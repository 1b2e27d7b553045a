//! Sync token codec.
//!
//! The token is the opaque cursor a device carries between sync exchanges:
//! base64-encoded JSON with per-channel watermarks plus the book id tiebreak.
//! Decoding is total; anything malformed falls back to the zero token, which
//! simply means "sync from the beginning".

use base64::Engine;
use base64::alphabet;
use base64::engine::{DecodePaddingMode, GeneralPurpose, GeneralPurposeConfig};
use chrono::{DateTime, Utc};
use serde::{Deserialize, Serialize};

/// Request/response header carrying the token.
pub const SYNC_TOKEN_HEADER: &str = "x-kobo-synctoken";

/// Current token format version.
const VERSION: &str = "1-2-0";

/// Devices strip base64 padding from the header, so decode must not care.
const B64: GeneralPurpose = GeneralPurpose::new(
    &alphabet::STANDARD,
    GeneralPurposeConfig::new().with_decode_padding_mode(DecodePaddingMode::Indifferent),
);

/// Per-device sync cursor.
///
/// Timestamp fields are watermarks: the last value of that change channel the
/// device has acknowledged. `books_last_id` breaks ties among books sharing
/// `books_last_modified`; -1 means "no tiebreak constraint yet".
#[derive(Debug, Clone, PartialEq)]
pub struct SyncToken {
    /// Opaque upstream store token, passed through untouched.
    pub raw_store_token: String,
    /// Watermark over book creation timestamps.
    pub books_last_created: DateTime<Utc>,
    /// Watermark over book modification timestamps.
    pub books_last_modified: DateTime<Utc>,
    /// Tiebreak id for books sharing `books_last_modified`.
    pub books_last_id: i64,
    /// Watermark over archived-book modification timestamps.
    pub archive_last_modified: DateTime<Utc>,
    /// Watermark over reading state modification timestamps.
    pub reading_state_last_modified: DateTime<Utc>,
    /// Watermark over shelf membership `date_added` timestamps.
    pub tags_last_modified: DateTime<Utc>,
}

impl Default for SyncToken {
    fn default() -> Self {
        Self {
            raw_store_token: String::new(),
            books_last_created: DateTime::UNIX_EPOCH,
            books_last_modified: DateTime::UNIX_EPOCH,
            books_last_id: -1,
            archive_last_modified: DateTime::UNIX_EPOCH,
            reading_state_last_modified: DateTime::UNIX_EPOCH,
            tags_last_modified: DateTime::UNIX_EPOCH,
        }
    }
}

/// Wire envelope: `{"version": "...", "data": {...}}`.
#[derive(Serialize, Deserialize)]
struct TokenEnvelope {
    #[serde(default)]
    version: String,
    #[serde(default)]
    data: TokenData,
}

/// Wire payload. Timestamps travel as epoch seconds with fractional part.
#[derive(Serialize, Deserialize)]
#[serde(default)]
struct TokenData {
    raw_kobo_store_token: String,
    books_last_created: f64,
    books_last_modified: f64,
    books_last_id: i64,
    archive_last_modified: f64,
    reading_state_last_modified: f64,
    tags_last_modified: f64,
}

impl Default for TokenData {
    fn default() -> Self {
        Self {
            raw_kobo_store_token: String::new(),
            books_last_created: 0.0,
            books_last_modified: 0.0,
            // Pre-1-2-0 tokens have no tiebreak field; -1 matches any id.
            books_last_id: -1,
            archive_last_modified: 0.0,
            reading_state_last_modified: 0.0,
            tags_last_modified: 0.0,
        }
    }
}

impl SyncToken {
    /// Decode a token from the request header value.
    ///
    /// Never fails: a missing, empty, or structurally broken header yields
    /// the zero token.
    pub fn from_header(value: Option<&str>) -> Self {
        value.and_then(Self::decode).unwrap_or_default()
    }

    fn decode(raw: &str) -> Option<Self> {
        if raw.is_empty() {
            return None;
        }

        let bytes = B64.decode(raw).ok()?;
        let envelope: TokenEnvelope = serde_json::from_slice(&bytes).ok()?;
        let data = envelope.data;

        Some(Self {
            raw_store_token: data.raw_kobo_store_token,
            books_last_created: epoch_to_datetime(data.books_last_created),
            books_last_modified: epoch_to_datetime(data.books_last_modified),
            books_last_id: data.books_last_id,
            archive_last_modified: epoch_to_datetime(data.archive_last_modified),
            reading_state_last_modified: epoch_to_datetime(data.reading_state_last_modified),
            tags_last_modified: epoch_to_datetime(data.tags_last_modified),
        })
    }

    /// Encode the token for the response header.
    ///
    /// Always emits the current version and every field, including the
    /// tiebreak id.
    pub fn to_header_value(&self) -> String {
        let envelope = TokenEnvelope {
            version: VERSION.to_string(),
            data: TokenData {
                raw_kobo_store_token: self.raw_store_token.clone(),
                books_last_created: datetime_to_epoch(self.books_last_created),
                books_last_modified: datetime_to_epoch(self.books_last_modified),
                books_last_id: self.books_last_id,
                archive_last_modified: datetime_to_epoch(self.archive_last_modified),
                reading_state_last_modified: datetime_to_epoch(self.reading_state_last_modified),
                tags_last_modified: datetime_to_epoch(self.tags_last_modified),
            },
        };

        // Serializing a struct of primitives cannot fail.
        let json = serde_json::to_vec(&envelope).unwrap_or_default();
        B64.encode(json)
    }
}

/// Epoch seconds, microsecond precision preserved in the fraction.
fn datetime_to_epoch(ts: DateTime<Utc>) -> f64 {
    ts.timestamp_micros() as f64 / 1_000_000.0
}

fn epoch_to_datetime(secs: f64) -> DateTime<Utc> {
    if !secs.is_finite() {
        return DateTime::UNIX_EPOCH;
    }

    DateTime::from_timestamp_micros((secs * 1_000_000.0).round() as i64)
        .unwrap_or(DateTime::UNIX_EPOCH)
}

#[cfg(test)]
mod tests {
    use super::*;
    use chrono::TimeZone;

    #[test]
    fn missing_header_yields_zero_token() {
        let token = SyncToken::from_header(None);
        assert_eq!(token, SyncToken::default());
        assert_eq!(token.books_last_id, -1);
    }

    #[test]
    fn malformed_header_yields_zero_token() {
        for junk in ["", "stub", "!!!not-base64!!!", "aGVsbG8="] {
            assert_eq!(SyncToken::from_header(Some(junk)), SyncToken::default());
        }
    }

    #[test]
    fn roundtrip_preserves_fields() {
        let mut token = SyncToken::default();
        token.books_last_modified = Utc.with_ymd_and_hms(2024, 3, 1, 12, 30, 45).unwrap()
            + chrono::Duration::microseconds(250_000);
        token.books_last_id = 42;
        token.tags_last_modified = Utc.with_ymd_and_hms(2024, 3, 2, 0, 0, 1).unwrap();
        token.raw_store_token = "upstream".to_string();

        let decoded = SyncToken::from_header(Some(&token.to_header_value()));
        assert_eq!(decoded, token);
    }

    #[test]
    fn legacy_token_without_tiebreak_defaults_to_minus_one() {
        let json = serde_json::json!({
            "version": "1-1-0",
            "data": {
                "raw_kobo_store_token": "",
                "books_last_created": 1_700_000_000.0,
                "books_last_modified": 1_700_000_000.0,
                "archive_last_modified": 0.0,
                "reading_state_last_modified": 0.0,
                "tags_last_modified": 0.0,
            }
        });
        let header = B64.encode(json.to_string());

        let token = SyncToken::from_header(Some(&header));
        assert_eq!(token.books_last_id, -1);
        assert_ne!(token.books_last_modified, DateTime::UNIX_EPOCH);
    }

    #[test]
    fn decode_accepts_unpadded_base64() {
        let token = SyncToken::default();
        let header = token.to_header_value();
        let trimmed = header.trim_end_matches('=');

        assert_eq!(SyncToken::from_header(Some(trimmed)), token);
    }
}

━━━━━━━━

WHAT IS BEING ASKED — Word for word, write out all of the entries.

EXPECTED OUTPUT —
repository 1b2e27d7b553045a
//! Sync token codec.
//!
//! The token is the opaque cursor a device carries between sync exchanges:
//! base64-encoded JSON with per-channel watermarks plus the book id tiebreak.
//! Decoding is total; anything malformed falls back to the zero token, which
//! simply means "sync from the beginning".

use base64::Engine;
use base64::alphabet;
use base64::engine::{DecodePaddingMode, GeneralPurpose, GeneralPurposeConfig};
use chrono::{DateTime, Utc};
use serde::{Deserialize, Serialize};

/// Request/response header carrying the token.
pub const SYNC_TOKEN_HEADER: &str = "x-kobo-synctoken";

/// Current token format version.
const VERSION: &str = "1-2-0";

/// Devices strip base64 padding from the header, so decode must not care.
const B64: GeneralPurpose = GeneralPurpose::new(
    &alphabet::STANDARD,
    GeneralPurposeConfig::new().with_decode_padding_mode(DecodePaddingMode::Indifferent),
);

/// Per-device sync cursor.
///
/// Timestamp fields are watermarks: the last value of that change channel the
/// device has acknowledged. `books_last_id` breaks ties among books sharing
/// `books_last_modified`; -1 means "no tiebreak constraint yet".
#[derive(Debug, Clone, PartialEq)]
pub struct SyncToken {
    /// Opaque upstream store token, passed through untouched.
    pub raw_store_token: String,
    /// Watermark over book creation timestamps.
    pub books_last_created: DateTime<Utc>,
    /// Watermark over book modification timestamps.
    pub books_last_modified: DateTime<Utc>,
    /// Tiebreak id for books sharing `books_last_modified`.
    pub books_last_id: i64,
    /// Watermark over archived-book modification timestamps.
    pub archive_last_modified: DateTime<Utc>,
    /// Watermark over reading state modification timestamps.
    pub reading_state_last_modified: DateTime<Utc>,
    /// Watermark over shelf membership `date_added` timestamps.
    pub tags_last_modified: DateTime<Utc>,
}

impl Default for SyncToken {
    fn default() -> Self {
        Self {
            raw_store_token: String::new(),
            books_last_created: DateTime::UNIX_EPOCH,
            books_last_modified: DateTime::UNIX_EPOCH,
            books_last_id: -1,
            archive_last_modified: DateTime::UNIX_EPOCH,
            reading_state_last_modified: DateTime::UNIX_EPOCH,
            tags_last_modified: DateTime::UNIX_EPOCH,
        }
    }
}

/// Wire envelope: `{"version": "...", "data": {...}}`.
#[derive(Serialize, Deserialize)]
struct TokenEnvelope {
    #[serde(default)]
    version: String,
    #[serde(default)]
    data: TokenData,
}

/// Wire payload. Timestamps travel as epoch seconds with fractional part.
#[derive(Serialize, Deserialize)]
#[serde(default)]
struct TokenData {
    raw_kobo_store_token: String,
    books_last_created: f64,
    books_last_modified: f64,
    books_last_id: i64,
    archive_last_modified: f64,
    reading_state_last_modified: f64,
    tags_last_modified: f64,
}

impl Default for TokenData {
    fn default() -> Self {
        Self {
            raw_kobo_store_token: String::new(),
            books_last_created: 0.0,
            books_last_modified: 0.0,
            // Pre-1-2-0 tokens have no tiebreak field; -1 matches any id.
            books_last_id: -1,
            archive_last_modified: 0.0,
            reading_state_last_modified: 0.0,
            tags_last_modified: 0.0,
        }
    }
}

impl SyncToken {
    /// Decode a token from the request header value.
    ///
    /// Never fails: a missing, empty, or structurally broken header yields
    /// the zero token.
    pub fn from_header(value: Option<&str>) -> Self {
        value.and_then(Self::decode).unwrap_or_default()
    }

    fn decode(raw: &str) -> Option<Self> {
        if raw.is_empty() {
            return None;
        }

        let bytes = B64.decode(raw).ok()?;
        let envelope: TokenEnvelope = serde_json::from_slice(&bytes).ok()?;
        let data = envelope.data;

        Some(Self {
            raw_store_token: data.raw_kobo_store_token,
            books_last_created: epoch_to_datetime(data.books_last_created),
            books_last_modified: epoch_to_datetime(data.books_last_modified),
            books_last_id: data.books_last_id,
            archive_last_modified: epoch_to_datetime(data.archive_last_modified),
            reading_state_last_modified: epoch_to_datetime(data.reading_state_last_modified),
            tags_last_modified: epoch_to_datetime(data.tags_last_modified),
        })
    }

    /// Encode the token for the response header.
    ///
    /// Always emits the current version and every field, including the
    /// tiebreak id.
    pub fn to_header_value(&self) -> String {
        let envelope = TokenEnvelope {
            version: VERSION.to_string(),
            data: TokenData {
                raw_kobo_store_token: self.raw_store_token.clone(),
                books_last_created: datetime_to_epoch(self.books_last_created),
                books_last_modified: datetime_to_epoch(self.books_last_modified),
                books_last_id: self.books_last_id,
                archive_last_modified: datetime_to_epoch(self.archive_last_modified),
                reading_state_last_modified: datetime_to_epoch(self.reading_state_last_modified),
                tags_last_modified: datetime_to_epoch(self.tags_last_modified),
            },
        };

        // Serializing a struct of primitives cannot fail.
        let json = serde_json::to_vec(&envelope).unwrap_or_default();
        B64.encode(json)
    }
}

/// Epoch seconds, microsecond precision preserved in the fraction.
fn datetime_to_epoch(ts: DateTime<Utc>) -> f64 {
    ts.timestamp_micros() as f64 / 1_000_000.0
}

fn epoch_to_datetime(secs: f64) -> DateTime<Utc> {
    if !secs.is_finite() {
        return DateTime::UNIX_EPOCH;
    }

    DateTime::from_timestamp_micros((secs * 1_000_000.0).round() as i64)
        .unwrap_or(DateTime::UNIX_EPOCH)
}

#[cfg(test)]
mod tests {
    use super::*;
    use chrono::TimeZone;

    #[test]
    fn missing_header_yields_zero_token() {
        let token = SyncToken::from_header(None);
        assert_eq!(token, SyncToken::default());
        assert_eq!(token.books_last_id, -1);
    }

    #[test]
    fn malformed_header_yields_zero_token() {
        for junk in ["", "stub", "!!!not-base64!!!", "aGVsbG8="] {
            assert_eq!(SyncToken::from_header(Some(junk)), SyncToken::default());
        }
    }

    #[test]
    fn roundtrip_preserves_fields() {
        let mut token = SyncToken::default();
        token.books_last_modified = Utc.with_ymd_and_hms(2024, 3, 1, 12, 30, 45).unwrap()
            + chrono::Duration::microseconds(250_000);
        token.books_last_id = 42;
        token.tags_last_modified = Utc.with_ymd_and_hms(2024, 3, 2, 0, 0, 1).unwrap();
        token.raw_store_token = "upstream".to_string();

        let decoded = SyncToken::from_header(Some(&token.to_header_value()));
        assert_eq!(decoded, token);
    }

    #[test]
    fn legacy_token_without_tiebreak_defaults_to_minus_one() {
        let json = serde_json::json!({
            "version": "1-1-0",
            "data": {
                "raw_kobo_store_token": "",
                "books_last_created": 1_700_000_000.0,
                "books_last_modified": 1_700_000_000.0,
                "archive_last_modified": 0.0,
                "reading_state_last_modified": 0.0,
                "tags_last_modified": 0.0,
            }
        });
        let header = B64.encode(json.to_string());

        let token = SyncToken::from_header(Some(&header));
        assert_eq!(token.books_last_id, -1);
        assert_ne!(token.books_last_modified, DateTime::UNIX_EPOCH);
    }

    #[test]
    fn decode_accepts_unpadded_base64() {
        let token = SyncToken::default();
        let header = token.to_header_value();
        let trimmed = header.trim_end_matches('=');

        assert_eq!(SyncToken::from_header(Some(trimmed)), token);
    }
}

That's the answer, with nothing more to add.